Where a line below includes the word "ticker", copy that line.

* * * * *

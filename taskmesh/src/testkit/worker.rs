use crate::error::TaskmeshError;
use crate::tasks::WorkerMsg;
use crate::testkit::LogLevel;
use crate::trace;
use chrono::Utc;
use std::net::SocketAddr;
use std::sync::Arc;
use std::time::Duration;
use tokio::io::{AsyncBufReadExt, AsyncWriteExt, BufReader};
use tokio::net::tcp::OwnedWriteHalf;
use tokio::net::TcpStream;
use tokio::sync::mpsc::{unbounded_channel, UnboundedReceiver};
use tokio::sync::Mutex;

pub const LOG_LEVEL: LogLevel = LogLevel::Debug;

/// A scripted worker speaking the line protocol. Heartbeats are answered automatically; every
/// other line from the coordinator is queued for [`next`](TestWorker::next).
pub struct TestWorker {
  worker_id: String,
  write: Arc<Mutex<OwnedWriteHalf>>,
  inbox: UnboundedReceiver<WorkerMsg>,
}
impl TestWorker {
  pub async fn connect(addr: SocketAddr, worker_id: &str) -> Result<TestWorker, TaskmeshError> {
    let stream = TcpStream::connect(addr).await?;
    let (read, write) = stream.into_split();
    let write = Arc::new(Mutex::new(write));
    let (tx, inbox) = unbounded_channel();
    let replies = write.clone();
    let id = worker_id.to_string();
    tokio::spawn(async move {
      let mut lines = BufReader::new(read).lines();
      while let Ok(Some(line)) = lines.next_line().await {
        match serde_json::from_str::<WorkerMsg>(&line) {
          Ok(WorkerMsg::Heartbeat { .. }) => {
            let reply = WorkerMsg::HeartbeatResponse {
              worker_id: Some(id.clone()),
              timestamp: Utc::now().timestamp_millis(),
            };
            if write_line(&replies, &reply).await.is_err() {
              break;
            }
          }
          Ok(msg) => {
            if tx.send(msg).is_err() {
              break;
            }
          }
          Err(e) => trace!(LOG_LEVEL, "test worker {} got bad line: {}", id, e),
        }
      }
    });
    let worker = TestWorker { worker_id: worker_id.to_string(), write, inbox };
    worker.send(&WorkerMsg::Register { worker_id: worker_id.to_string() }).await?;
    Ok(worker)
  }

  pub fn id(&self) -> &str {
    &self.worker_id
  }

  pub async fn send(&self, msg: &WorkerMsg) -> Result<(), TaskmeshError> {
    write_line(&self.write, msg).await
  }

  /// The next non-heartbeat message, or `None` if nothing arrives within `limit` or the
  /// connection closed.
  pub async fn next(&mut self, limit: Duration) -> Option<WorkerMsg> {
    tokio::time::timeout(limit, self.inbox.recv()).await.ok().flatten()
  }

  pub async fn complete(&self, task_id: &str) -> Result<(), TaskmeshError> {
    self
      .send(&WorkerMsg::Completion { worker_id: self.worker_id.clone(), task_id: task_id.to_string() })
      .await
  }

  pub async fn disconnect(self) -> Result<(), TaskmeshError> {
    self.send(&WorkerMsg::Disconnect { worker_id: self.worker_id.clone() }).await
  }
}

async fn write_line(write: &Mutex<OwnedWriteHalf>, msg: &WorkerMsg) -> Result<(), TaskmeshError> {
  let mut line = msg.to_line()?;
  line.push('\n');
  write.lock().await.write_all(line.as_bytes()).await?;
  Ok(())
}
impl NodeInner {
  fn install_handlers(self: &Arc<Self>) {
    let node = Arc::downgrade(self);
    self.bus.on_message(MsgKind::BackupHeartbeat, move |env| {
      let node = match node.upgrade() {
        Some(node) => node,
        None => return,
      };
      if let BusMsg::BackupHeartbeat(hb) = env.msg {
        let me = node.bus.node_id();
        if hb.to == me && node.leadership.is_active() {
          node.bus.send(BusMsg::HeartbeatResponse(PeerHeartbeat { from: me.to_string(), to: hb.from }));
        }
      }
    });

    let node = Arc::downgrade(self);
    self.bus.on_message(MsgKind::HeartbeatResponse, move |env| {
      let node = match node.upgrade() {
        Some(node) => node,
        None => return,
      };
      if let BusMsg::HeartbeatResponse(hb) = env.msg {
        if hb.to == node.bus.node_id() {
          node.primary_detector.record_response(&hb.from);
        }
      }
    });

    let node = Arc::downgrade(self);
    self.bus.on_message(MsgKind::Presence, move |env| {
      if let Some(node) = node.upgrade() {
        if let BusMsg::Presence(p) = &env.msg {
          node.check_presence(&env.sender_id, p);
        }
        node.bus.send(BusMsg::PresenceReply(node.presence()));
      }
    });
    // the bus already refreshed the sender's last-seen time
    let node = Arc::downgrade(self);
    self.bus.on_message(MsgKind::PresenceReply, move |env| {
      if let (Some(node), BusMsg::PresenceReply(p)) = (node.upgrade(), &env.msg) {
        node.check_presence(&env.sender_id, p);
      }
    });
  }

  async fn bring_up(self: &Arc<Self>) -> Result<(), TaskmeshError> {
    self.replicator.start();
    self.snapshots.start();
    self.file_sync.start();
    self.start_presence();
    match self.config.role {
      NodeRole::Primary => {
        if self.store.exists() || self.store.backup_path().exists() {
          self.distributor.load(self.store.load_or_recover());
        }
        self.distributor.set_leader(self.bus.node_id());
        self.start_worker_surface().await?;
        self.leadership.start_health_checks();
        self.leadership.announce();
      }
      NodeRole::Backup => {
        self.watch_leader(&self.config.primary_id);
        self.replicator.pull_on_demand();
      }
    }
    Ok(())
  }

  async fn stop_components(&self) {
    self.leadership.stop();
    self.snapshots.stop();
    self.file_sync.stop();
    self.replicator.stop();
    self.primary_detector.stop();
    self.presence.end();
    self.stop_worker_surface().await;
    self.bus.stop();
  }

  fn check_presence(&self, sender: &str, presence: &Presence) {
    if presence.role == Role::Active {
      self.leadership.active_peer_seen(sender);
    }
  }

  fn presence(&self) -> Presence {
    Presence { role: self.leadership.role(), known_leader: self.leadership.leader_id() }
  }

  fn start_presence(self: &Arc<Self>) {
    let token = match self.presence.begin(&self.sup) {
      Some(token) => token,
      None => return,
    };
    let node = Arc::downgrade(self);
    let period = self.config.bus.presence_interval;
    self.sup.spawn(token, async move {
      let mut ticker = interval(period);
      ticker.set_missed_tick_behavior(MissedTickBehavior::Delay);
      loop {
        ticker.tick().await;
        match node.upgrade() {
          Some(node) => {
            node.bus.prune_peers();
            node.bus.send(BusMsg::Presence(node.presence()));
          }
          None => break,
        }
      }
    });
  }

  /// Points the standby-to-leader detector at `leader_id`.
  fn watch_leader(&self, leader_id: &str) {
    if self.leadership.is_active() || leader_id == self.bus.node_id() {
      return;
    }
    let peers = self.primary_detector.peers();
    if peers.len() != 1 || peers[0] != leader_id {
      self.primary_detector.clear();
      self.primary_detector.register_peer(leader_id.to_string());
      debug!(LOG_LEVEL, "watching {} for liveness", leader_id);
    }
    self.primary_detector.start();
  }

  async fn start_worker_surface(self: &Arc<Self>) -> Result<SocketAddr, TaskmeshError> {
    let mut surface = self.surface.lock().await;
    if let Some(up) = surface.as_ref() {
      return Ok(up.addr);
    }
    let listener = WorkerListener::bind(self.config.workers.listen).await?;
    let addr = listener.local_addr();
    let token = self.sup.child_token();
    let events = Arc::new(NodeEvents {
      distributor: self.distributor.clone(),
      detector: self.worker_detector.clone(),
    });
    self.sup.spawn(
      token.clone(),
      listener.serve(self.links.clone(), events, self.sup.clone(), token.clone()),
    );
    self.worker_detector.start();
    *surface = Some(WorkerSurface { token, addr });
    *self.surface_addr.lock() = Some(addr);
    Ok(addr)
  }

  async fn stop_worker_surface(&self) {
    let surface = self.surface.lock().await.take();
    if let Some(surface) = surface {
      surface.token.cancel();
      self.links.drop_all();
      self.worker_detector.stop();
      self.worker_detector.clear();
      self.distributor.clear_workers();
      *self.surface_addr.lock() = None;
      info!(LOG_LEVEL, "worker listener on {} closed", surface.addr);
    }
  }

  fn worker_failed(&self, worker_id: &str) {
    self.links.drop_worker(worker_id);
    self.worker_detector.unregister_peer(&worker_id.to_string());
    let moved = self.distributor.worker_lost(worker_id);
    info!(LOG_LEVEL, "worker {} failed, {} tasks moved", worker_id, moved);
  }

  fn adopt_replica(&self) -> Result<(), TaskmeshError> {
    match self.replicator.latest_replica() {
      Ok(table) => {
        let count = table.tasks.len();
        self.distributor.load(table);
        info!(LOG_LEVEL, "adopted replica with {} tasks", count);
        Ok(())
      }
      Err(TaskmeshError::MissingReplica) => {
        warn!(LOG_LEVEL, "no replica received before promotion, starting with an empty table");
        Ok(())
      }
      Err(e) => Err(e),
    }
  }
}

* * * * *

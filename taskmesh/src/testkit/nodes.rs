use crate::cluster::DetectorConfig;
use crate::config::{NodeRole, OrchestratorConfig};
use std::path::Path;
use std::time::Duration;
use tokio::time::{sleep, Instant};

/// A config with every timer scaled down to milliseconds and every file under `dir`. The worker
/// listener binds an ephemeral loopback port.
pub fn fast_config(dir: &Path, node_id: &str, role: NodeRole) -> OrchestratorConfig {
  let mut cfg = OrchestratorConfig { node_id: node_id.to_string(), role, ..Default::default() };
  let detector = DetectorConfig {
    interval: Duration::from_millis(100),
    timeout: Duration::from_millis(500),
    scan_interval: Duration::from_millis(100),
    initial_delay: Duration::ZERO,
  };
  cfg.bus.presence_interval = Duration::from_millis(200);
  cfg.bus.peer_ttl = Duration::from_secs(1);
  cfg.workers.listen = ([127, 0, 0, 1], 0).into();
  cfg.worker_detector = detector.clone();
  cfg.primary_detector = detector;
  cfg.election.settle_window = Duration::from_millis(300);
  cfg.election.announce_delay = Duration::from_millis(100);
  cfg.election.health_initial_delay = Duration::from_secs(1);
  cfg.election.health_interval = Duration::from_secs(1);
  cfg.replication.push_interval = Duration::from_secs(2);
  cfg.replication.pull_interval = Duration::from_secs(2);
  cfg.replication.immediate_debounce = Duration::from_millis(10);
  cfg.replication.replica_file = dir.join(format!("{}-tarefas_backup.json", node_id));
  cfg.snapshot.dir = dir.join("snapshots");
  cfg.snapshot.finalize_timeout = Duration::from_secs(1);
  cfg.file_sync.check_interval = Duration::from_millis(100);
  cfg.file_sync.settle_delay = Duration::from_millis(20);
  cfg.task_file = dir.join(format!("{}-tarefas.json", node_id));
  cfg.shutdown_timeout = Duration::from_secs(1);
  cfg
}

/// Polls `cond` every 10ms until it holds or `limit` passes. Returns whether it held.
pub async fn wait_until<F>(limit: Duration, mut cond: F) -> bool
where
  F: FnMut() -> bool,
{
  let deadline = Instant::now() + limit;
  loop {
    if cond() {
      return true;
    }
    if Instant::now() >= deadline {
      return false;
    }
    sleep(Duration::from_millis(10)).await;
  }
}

* * * * *

## TASK OUTPUT
      let mut ticker = interval(period);
      ticker.set_missed_tick_behavior(MissedTickBehavior::Delay);
        ticker.tick().await;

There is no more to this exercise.